** Try it **
In the data below, find the line containing "it is running.", then set down that line and every later line up to and including the line containing "waits without bound.", exactly.

*** Records provided Section Begins ***

//! Session lifecycle controller
//!
//! ```text
//! Idle -> Starting -> Running -> StopRequested -> Idle
//!            \           \
//!             +-----------+--> Faulted (terminal)
//! ```
//!
//! `begin_start` is the only transition taken outside the transition lock: a
//! single compare-and-set out of `Idle`, so concurrent starts have exactly one
//! winner. Every other transition happens under the lock and wakes waiters.
//! The running and stop-requested flags are both views of the one atomic
//! state word.

use std::cell::Cell;
use std::ptr;
use std::sync::atomic::{AtomicU32, AtomicU8, Ordering};
use std::sync::Arc;
use std::time::{Duration, Instant};

use parking_lot::{Condvar, Mutex};
use serde::Serialize;
use tracing::debug;

use crate::enums::KeepGoing;
use crate::error::{BridgeError, Result};

#[repr(u8)]
#[derive(Debug, Clone, Copy, PartialEq, Eq, Serialize)]
pub enum SessionState {
    Idle = 0,
    Starting = 1,
    Running = 2,
    StopRequested = 3,
    Faulted = 4,
}

impl SessionState {
    fn from_u8(v: u8) -> Self {
        match v {
            0 => SessionState::Idle,
            1 => SessionState::Starting,
            2 => SessionState::Running,
            3 => SessionState::StopRequested,
            _ => SessionState::Faulted,
        }
    }

    /// A delivery loop exists or is being created
    pub fn is_active(&self) -> bool {
        matches!(
            self,
            SessionState::Starting | SessionState::Running | SessionState::StopRequested
        )
    }
}

thread_local! {
    static DELIVERING_FOR: Cell<*const Lifecycle> = const { Cell::new(ptr::null()) };
}

/// Marks the current thread as running callbacks of one session until dropped
pub struct DeliveryScope {
    previous: *const Lifecycle,
}

impl DeliveryScope {
    pub fn enter(lifecycle: &Lifecycle) -> Self {
        let current: *const Lifecycle = lifecycle;
        DeliveryScope {
            previous: DELIVERING_FOR.with(|slot| slot.replace(current)),
        }
    }
}

impl Drop for DeliveryScope {
    fn drop(&mut self) {
        DELIVERING_FOR.with(|slot| slot.set(self.previous));
    }
}

#[derive(Default)]
struct Pending {
    exited_while_starting: bool,
    stop_while_starting: bool,
}

pub struct Lifecycle {
    state: AtomicU8,
    restarts: AtomicU32,
    pending: Mutex<Pending>,
    changed: Condvar,
}

impl Default for Lifecycle {
    fn default() -> Self {
        Lifecycle {
            state: AtomicU8::new(SessionState::Idle as u8),
            restarts: AtomicU32::new(0),
            pending: Mutex::new(Pending::default()),
            changed: Condvar::new(),
        }
    }
}

impl Lifecycle {
    pub fn new() -> Self {
        Self::default()
    }

    pub fn state(&self) -> SessionState {
        SessionState::from_u8(self.state.load(Ordering::Acquire))
    }

    pub fn is_running(&self) -> bool {
        self.state().is_active()
    }

    pub fn stop_requested(&self) -> bool {
        self.state() == SessionState::StopRequested
    }

    /// True while inside one of this session's callbacks
    pub fn on_delivery_thread(&self) -> bool {
        DELIVERING_FOR.with(|slot| ptr::eq(slot.get(), self))
    }

    pub fn restarts(&self) -> u32 {
        self.restarts.load(Ordering::Relaxed)
    }

    fn set(&self, from: SessionState, to: SessionState) -> bool {
        let moved = self
            .state
            .compare_exchange(from as u8, to as u8, Ordering::AcqRel, Ordering::Acquire)
            .is_ok();
        if moved {
            debug!(?from, ?to, "session state changed");
        }
        moved
    }

    /// Claim the session for a new delivery loop
    pub fn begin_start(self: &Arc<Self>) -> Result<StartAttempt> {
        match self.state.compare_exchange(
            SessionState::Idle as u8,
            SessionState::Starting as u8,
            Ordering::AcqRel,
            Ordering::Acquire,
        ) {
            // `pending` was cleared by the previous `finish_start`; a stop
            // queued from here on must survive until this start completes.
            Ok(_) => Ok(StartAttempt {
                lifecycle: Arc::clone(self),
                finished: false,
            }),
            Err(s) if s == SessionState::Faulted as u8 => Err(BridgeError::Faulted),
            Err(_) => Err(BridgeError::AlreadyRunning),
        }
    }

    fn finish_start(&self, ok: bool) {
        let mut pending = self.pending.lock();
        let next = if !ok {
            SessionState::Faulted
        } else if pending.exited_while_starting {
            SessionState::Idle
        } else if pending.stop_while_starting {
            SessionState::StopRequested
        } else {
            SessionState::Running
        };
        *pending = Pending::default();
        self.set(SessionState::Starting, next);
        self.changed.notify_all();
    }

    fn on_loop_exit(&self) {
        let mut pending = self.pending.lock();
        match self.state() {
            SessionState::Starting => pending.exited_while_starting = true,
            SessionState::Running => {
                self.set(SessionState::Running, SessionState::Idle);
            }
            SessionState::StopRequested => {
                self.set(SessionState::StopRequested, SessionState::Idle);
            }
            SessionState::Idle | SessionState::Faulted => {}
        }
        self.changed.notify_all();
    }

    /// The exception policy declined to restart. An already requested stop
    /// wins and the session returns to `Idle` instead.
    pub fn fault(&self) {
        let _pending = self.pending.lock();
        match self.state() {
            SessionState::Starting => {
                self.set(SessionState::Starting, SessionState::Faulted);
            }
            SessionState::Running => {
                self.set(SessionState::Running, SessionState::Faulted);
            }
            _ => {}
        }
        self.changed.notify_all();
    }

    pub fn note_restart(&self) {
        self.restarts.fetch_add(1, Ordering::Relaxed);
    }

    /// Signal cooperative cancellation without waiting.
    /// A stop on a starting session takes effect once it is running.
    pub fn request_stop(&self) {
        let mut pending = self.pending.lock();
        match self.state() {
            SessionState::Running => {
                self.set(SessionState::Running, SessionState::StopRequested);
                self.changed.notify_all();
            }
            SessionState::Starting => pending.stop_while_starting = true,
            _ => {}
        }
    }

    /// Request cancellation and wait for the loop to exit
    pub fn stop(&self, timeout: Option<Duration>) -> KeepGoing {
        self.request_stop();
        self.wait_for_stop(timeout)
    }

    /// Wait until no delivery loop is active. `None` waits without bound.
    /// Returns `Continue` if a loop is still active when the wait ends.
    /// Never blocks when called from a session callback.
    pub fn wait_for_stop(&self, timeout: Option<Duration>) -> KeepGoing {
        let mut pending = self.pending.lock();
        if !self.state().is_active() {
            return KeepGoing::Stop;
        }
        if self.on_delivery_thread() {
            return KeepGoing::Continue;
        }

        let deadline = timeout.and_then(|t| Instant::now().checked_add(t));
        while self.state().is_active() {
            match (timeout, deadline) {
                (Some(_), Some(deadline)) => {
                    if self.changed.wait_until(&mut pending, deadline).timed_out() {
                        break;
                    }
                }
                _ => self.changed.wait(&mut pending),
            }
        }

        if self.state().is_active() {
            KeepGoing::Continue
        } else {
            KeepGoing::Stop
        }
    }

    pub fn ensure_usable(&self) -> Result<()> {
        if self.state() == SessionState::Faulted {
            return Err(BridgeError::Faulted);
        }
        Ok(())
    }

    /// Fail unless no loop is active
    pub fn ensure_idle(&self, op: &'static str) -> Result<()> {
        match self.state() {
            SessionState::Idle => Ok(()),
            SessionState::Faulted => Err(BridgeError::Faulted),
            _ => Err(BridgeError::LoopActive(op)),
        }
    }
}

/// An in-flight start. Dropping it without completing faults the session so
/// that a failure between claim and completion cannot leave it `Starting`.
pub struct StartAttempt {
    lifecycle: Arc<Lifecycle>,
    finished: bool,
}

impl StartAttempt {
    /// Guard to hand to the delivery loop; dropping it marks the loop exited
    pub fn loop_guard(&self) -> LoopGuard {
        LoopGuard {
            lifecycle: Arc::clone(&self.lifecycle),
        }
    }

    pub fn succeeded(mut self) {
        self.finished = true;
        self.lifecycle.finish_start(true);
    }

    pub fn failed(mut self) {
        self.finished = true;
        self.lifecycle.finish_start(false);
    }
}

impl Drop for StartAttempt {
    fn drop(&mut self) {
        if !self.finished {
            self.lifecycle.finish_start(false);
        }
    }
}

pub struct LoopGuard {
    lifecycle: Arc<Lifecycle>,
}

impl Drop for LoopGuard {
    fn drop(&mut self) {
        self.lifecycle.on_loop_exit();
    }
}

*** Records provided Section Ends ***

** Written response **
    /// A stop on a starting session takes effect once it is running.
    pub fn request_stop(&self) {
        let mut pending = self.pending.lock();
        match self.state() {
            SessionState::Running => {
                self.set(SessionState::Running, SessionState::StopRequested);
                self.changed.notify_all();
            }
            SessionState::Starting => pending.stop_while_starting = true,
            _ => {}
        }
    }

    /// Request cancellation and wait for the loop to exit
    pub fn stop(&self, timeout: Option<Duration>) -> KeepGoing {
        self.request_stop();
        self.wait_for_stop(timeout)
    }

    /// Wait until no delivery loop is active. `None` waits without bound.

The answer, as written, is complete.